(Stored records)
========================
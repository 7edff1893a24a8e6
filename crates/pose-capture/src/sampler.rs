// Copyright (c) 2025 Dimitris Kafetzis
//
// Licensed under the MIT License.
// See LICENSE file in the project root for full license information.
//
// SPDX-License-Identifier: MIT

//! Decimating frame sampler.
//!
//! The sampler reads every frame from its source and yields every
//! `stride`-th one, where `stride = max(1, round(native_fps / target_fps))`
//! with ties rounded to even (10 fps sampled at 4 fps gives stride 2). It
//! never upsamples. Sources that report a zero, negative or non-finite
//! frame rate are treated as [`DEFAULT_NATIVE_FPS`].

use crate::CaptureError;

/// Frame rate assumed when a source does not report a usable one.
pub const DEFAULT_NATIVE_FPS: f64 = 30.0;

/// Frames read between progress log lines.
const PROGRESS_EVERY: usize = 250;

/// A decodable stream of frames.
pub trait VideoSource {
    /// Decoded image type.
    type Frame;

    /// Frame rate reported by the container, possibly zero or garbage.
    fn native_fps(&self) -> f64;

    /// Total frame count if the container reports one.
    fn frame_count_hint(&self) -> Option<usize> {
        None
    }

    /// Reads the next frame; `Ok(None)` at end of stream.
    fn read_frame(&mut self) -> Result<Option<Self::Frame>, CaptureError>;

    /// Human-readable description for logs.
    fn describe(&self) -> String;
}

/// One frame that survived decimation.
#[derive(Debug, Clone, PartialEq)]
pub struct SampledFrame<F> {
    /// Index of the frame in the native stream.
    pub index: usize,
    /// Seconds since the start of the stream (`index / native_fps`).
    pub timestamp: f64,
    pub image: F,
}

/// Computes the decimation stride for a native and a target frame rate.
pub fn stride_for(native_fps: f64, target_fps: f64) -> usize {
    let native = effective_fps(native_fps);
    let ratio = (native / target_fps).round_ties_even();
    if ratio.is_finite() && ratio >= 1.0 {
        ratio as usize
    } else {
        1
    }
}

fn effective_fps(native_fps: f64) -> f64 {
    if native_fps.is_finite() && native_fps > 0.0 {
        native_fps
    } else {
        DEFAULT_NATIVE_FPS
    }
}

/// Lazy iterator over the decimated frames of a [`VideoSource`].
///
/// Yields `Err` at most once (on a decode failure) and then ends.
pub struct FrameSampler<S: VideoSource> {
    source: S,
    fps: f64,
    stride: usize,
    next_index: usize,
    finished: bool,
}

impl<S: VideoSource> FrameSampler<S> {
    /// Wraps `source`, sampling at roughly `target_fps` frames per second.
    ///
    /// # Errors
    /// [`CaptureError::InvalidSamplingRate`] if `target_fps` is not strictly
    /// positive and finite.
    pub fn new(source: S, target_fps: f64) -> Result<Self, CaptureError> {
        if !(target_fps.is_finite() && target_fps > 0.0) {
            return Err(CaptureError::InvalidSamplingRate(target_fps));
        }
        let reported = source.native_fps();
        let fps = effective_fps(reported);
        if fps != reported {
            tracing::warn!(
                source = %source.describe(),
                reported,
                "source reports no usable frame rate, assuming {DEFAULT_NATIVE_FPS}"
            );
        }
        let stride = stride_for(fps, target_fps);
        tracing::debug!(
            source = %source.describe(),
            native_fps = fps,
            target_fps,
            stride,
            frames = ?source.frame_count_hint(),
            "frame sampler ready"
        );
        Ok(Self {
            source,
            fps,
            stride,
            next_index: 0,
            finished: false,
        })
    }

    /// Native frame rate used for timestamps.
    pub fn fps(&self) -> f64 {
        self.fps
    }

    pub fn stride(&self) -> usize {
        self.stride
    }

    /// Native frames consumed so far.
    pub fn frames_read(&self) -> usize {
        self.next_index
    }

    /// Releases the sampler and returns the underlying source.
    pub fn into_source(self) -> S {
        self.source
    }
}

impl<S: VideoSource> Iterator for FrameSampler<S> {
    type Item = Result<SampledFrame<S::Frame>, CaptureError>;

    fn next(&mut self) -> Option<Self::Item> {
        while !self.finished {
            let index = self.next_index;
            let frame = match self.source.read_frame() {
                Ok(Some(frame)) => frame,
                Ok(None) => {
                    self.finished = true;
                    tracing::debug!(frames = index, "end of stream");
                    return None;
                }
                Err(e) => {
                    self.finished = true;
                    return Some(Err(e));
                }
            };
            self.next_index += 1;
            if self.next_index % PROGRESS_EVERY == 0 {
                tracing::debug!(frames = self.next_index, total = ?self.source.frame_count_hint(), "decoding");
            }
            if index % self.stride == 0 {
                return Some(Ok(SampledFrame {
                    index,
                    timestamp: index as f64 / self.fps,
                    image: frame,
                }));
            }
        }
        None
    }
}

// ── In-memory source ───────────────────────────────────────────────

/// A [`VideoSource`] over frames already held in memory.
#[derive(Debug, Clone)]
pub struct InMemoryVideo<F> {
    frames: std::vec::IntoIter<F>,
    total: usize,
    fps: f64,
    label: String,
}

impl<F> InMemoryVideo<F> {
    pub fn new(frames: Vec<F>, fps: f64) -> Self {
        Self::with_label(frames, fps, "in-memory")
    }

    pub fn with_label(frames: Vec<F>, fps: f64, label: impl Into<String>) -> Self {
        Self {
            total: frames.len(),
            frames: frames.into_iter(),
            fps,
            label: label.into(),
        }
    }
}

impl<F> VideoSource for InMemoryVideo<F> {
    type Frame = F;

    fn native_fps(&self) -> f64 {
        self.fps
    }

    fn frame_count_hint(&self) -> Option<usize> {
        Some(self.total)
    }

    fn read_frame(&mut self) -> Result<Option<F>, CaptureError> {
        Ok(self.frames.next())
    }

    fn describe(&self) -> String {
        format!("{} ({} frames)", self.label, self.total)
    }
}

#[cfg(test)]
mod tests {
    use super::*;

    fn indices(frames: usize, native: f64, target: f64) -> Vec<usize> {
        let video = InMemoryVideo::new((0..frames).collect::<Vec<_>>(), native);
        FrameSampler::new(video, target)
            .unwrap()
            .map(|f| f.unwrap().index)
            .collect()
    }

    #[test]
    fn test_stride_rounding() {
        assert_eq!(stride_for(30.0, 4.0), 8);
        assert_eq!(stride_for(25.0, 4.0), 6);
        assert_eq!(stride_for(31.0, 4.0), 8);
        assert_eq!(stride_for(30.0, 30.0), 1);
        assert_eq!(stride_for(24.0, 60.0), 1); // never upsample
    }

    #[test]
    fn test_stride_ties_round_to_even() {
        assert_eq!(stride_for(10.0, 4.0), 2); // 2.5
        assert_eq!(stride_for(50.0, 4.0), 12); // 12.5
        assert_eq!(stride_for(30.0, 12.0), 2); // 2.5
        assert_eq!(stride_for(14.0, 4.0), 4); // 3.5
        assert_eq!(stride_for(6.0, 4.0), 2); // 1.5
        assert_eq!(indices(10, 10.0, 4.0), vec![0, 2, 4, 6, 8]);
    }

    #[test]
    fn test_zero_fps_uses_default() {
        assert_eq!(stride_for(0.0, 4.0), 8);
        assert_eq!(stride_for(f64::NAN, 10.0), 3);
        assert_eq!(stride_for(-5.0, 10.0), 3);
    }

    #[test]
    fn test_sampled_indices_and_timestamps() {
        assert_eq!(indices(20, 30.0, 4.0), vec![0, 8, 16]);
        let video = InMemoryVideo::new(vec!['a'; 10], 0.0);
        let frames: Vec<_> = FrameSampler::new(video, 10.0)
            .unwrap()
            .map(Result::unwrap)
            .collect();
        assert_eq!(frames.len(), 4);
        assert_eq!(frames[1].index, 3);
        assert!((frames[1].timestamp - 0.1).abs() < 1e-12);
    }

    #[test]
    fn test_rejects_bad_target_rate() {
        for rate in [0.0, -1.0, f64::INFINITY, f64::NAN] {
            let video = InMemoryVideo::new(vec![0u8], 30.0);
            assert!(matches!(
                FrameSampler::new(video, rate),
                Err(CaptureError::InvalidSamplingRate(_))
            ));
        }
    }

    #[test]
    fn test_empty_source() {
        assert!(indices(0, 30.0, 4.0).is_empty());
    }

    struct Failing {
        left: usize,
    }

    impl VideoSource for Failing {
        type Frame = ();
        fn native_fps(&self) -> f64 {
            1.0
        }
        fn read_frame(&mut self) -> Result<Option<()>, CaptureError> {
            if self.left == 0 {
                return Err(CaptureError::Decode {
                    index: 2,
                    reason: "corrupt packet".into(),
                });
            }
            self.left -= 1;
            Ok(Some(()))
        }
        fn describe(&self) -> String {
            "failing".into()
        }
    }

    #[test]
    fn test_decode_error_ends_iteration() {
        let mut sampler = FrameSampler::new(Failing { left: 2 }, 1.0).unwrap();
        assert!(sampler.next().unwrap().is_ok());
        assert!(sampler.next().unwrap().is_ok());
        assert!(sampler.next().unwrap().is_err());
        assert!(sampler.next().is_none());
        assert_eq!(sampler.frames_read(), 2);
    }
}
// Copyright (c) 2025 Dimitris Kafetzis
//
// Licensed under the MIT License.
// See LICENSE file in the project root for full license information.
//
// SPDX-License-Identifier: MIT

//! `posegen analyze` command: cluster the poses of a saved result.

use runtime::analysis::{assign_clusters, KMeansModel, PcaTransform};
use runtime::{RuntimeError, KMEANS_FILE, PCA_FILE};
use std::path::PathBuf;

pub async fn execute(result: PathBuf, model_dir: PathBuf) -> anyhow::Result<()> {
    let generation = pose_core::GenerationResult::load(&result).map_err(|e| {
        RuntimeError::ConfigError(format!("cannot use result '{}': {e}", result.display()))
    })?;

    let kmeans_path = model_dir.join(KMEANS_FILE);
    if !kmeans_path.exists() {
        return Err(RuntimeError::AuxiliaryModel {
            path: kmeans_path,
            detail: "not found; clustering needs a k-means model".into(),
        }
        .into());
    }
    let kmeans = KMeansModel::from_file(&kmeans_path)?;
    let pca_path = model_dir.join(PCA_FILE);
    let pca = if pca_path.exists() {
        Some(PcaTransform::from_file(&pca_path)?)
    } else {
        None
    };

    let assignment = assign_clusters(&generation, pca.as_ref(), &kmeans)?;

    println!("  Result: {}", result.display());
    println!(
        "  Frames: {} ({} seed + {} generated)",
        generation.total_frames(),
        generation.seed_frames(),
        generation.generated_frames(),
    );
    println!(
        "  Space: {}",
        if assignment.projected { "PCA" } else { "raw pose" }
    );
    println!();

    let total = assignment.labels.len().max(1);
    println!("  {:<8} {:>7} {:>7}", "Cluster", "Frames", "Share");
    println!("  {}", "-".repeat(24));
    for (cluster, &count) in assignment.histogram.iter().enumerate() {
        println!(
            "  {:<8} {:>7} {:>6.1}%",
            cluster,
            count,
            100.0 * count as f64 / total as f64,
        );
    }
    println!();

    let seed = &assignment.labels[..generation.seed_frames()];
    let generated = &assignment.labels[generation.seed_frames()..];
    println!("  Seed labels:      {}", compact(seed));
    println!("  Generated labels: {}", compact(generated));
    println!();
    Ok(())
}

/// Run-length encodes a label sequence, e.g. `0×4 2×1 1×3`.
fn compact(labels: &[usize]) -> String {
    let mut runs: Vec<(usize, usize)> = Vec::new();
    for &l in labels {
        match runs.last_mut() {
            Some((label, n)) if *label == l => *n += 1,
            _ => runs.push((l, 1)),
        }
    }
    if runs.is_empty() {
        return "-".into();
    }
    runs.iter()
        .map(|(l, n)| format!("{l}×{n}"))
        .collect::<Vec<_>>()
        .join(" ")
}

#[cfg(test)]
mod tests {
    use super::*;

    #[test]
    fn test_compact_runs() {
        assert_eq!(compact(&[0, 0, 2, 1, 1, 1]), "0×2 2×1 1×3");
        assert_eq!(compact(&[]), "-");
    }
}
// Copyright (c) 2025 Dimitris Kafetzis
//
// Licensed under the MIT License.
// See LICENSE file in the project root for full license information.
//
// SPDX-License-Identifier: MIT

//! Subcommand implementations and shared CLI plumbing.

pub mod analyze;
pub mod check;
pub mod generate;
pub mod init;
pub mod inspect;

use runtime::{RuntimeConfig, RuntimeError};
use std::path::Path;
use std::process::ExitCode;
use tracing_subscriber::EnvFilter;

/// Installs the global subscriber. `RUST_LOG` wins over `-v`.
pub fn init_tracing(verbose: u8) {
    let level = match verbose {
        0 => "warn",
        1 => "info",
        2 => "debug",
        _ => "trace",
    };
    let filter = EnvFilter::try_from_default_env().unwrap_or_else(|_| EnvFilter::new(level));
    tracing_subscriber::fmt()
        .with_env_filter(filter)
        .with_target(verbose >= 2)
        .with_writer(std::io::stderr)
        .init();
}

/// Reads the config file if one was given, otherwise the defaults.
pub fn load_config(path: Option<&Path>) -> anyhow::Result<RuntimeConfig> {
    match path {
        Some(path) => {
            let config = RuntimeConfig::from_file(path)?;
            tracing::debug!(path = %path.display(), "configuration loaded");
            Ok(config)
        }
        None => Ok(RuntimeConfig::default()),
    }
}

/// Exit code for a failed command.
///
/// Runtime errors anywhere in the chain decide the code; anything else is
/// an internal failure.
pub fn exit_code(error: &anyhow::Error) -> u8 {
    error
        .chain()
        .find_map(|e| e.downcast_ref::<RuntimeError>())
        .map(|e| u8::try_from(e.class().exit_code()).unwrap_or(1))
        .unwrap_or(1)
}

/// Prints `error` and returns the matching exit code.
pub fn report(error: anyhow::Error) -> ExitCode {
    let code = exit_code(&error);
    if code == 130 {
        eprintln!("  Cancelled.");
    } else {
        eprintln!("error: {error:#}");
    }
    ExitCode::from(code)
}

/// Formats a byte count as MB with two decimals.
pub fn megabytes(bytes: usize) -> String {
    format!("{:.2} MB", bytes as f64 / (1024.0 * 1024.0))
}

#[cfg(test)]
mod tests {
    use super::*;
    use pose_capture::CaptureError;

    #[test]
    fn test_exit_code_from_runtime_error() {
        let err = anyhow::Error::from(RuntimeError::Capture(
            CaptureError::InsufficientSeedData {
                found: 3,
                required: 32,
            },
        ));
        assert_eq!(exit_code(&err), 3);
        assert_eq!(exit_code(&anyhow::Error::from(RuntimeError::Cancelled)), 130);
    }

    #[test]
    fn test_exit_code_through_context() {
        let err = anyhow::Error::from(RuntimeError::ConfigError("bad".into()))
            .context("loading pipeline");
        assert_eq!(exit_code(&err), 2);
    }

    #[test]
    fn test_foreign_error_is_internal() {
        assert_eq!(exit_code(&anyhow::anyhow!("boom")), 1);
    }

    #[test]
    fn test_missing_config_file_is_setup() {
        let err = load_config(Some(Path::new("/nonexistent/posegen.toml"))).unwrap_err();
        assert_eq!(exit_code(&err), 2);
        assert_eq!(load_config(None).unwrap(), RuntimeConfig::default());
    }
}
========================
WHAT TO WORK ON:
Stop at the line containing "use crate::CaptureError;". Please print exactly every line before it from the start of the records, plus that line itself, and nothing else.

ANSWER BELOW:
repository 7edff1893a24a8e6
filename crates/pose-capture/src/sampler.rs
// Copyright (c) 2025 Dimitris Kafetzis
//
// Licensed under the MIT License.
// See LICENSE file in the project root for full license information.
//
// SPDX-License-Identifier: MIT

//! Decimating frame sampler.
//!
//! The sampler reads every frame from its source and yields every
//! `stride`-th one, where `stride = max(1, round(native_fps / target_fps))`
//! with ties rounded to even (10 fps sampled at 4 fps gives stride 2). It
//! never upsamples. Sources that report a zero, negative or non-finite
//! frame rate are treated as [`DEFAULT_NATIVE_FPS`].

use crate::CaptureError;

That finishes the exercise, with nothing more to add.